President Bush's proposals for health reform would simultaneously: (1) worsen access to care for people who are already covered; (2) offer billions for new tax subsidies that will not expand coverage; (3) drive up bureaucratic costs and do nothing to control overall health spending; and (4) offer tax breaks targeted to the wealthiest Americans.

CONSUMER-DIRECTED HEALTH CARE

*    "Consumer Directed Health Care" (CDHC) is simply another term for skimpy insurance.  These plans shift costs from employers to workers by forcing them to pay huge deductibles - from $2000 to $20,000 - before insurance kicks in.  

*    Many plans exclude important services (e.g. maternity care) altogether, so spending for these doesn't even count towards the deductible.

*    High deductibles discourage needed as well as unneeded care, and particularly discourage preventive care.  For instance, diabetic patients forego routine eye and foot care, and end up with amputations and blindness.  Similarly, patients with high blood pressure skimp on treatment and end up with strokes and heart attacks.

*    These plans effectively penalize the sick for being sick, and will drive an increasing number of middle class families into bankruptcy.  While healthy people may pay a little less, the sick will pay far more.  Of course, virtually everyone gets sick and has high health costs at some point in their life - costs that will drain whatever money middle class people will be able to put into an HSA.

TAX CREDITS FOR THE UNINSURED

*    The tax credits the President would offer are so meager that they would not even cover the skimpiest of plans that are actually available.  The average cost of family coverage is now about $10,000, while the President suggests offering the poor only a $3000 tax subsidy.  Past experience with a similar subsidy program (under The Trade Adjustment Assistance Act) showed that only a tiny fraction of low income families were able to get coverage, even with a substantially more generous subsidy than Bush now proposes.

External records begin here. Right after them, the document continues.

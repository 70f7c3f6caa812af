//! Name matching: the classifier contract and the resolution engine around it.
//!
//! - [`Classifier`]: the name-matching index the engine queries
//! - [`MatchingEngine`]: resolves a [`Search`](crate::core::search::Search) to a
//!   single [`MatchResult`](crate::core::result::MatchResult)
//! - [`hints`]: post-hoc validation of a match against caller hints
//! - [`issues`]: the public issue and match-type vocabulary
//!
//! ## Matching Algorithm
//!
//! The engine tries strategies in order and stops at the first that yields a
//! possible match:
//!
//! 1. **Identifier**: taxon concept or taxon identifier lookup
//! 2. **Hinted strict**: exact and canonical derivations, hints applied
//! 3. **Strict**: the same without hints
//! 4. **Relaxed**: fuzzy and higher-order derivations (not for `STRICT`)
//! 5. **Hinted relaxed**: relaxed with hints applied (not for `STRICT`)
//! 6. **Loose identifier**: the scientific name tried as an identifier
//! 7. **Vernacular**: the vernacular name
//! 8. **Loose vernacular**: the scientific name tried as a vernacular name
//!
//! ## Example
//!
//! ```rust,no_run
//! use std::sync::Arc;
//! use taxon_solver::{MatchingEngine, Search, SpeciesGroups, TaxonomyIndex};
//!
//! let index = TaxonomyIndex::load_embedded().unwrap();
//! let engine = MatchingEngine::new(Arc::new(index), Arc::new(SpeciesGroups::default()));
//!
//! let result = engine.resolve(&Search::named("Acacia dealbata"));
//! println!("{:?} {:?}", result.taxon_concept_id, result.issues);
//! ```

pub mod classifier;
pub mod engine;
pub mod hints;
pub mod issues;

pub use classifier::{Classifier, ClassifierError, ClassifierMatch, MatchOptions};
pub use engine::{MatchingConfig, MatchingEngine};
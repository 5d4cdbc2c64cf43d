use scoreline::EngineError;
use scoreline::odds::{
    MarginResult, OddsQuote, ValueRule, implied_probability, normalize_three, overround,
    value_margin,
};

#[test]
fn implied_probability_examples() {
    assert_eq!(implied_probability(2.0).unwrap(), 0.5);
    assert_eq!(implied_probability(2.50).unwrap(), 0.40);
}

#[test]
fn margin_example() {
    let margin = value_margin(0.45, 2.50).unwrap();
    assert!((margin - 0.05).abs() < 1e-12);
}

#[test]
fn odds_not_above_one_fail() {
    assert!(matches!(
        implied_probability(0.9),
        Err(EngineError::InvalidArgument { name: "odds", .. })
    ));
    assert!(implied_probability(1.0).is_err());
    assert!(OddsQuote::new(1.0).is_err());
}

#[test]
fn normalized_probabilities_sum_to_one() {
    let books = [
        (1.50, 4.00, 7.00),
        (2.10, 3.30, 3.60),
        (1.01, 21.0, 51.0),
        (3.0, 3.0, 3.0),
        (1.9, 1.9, 1.9),
    ];
    for (h, d, a) in books {
        let [ph, pd, pa] = normalize_three(h, d, a).unwrap();
        assert!((ph + pd + pa - 1.0).abs() < 1e-12, "{h} {d} {a}");
    }
}

#[test]
fn fair_book_has_no_overround() {
    let quotes = [3.0, 3.0, 3.0].map(|o| OddsQuote::new(o).unwrap());
    assert!(overround(&quotes).abs() < 1e-12);
}

#[test]
fn threshold_is_a_caller_choice() {
    let m = MarginResult::compute(0.45, 2.50).unwrap();
    assert!(ValueRule::STRICT.is_value(&m));
    assert!(!ValueRule::new(0.06).unwrap().is_value(&m));
    assert!(ValueRule::new(0.04).unwrap().is_value(&m));
}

ADDED WASTE AND BUREAUCRACY

*    CDHC plans will not control costs. More than 30 percent of health spending is already consumed by administrative waste. HSAs and high deductible plans save nothing on existing insurance bureaucracy because patients and insurers must still keep track of each health expenditure to know when the deductible is reached.

*    CDHC will add a new layer of bureaucratic costs to the system.  A consultant has estimated that additional account management fees, transaction fees etc. required because of HSAs will cost $1 billion annually by 2011 (Modern Healthcare January 16, 2006:16).  Moreover, doctors and hospitals will have to spend even more than at present on their billing, since collecting cash from individual patients (many of whom will not be able to pay) is costlier than computerized billing of insurance plans.  One consultant has estimates these increased collection costs at 0.5% of total practice revenues, which would amount to billions of dollars annually.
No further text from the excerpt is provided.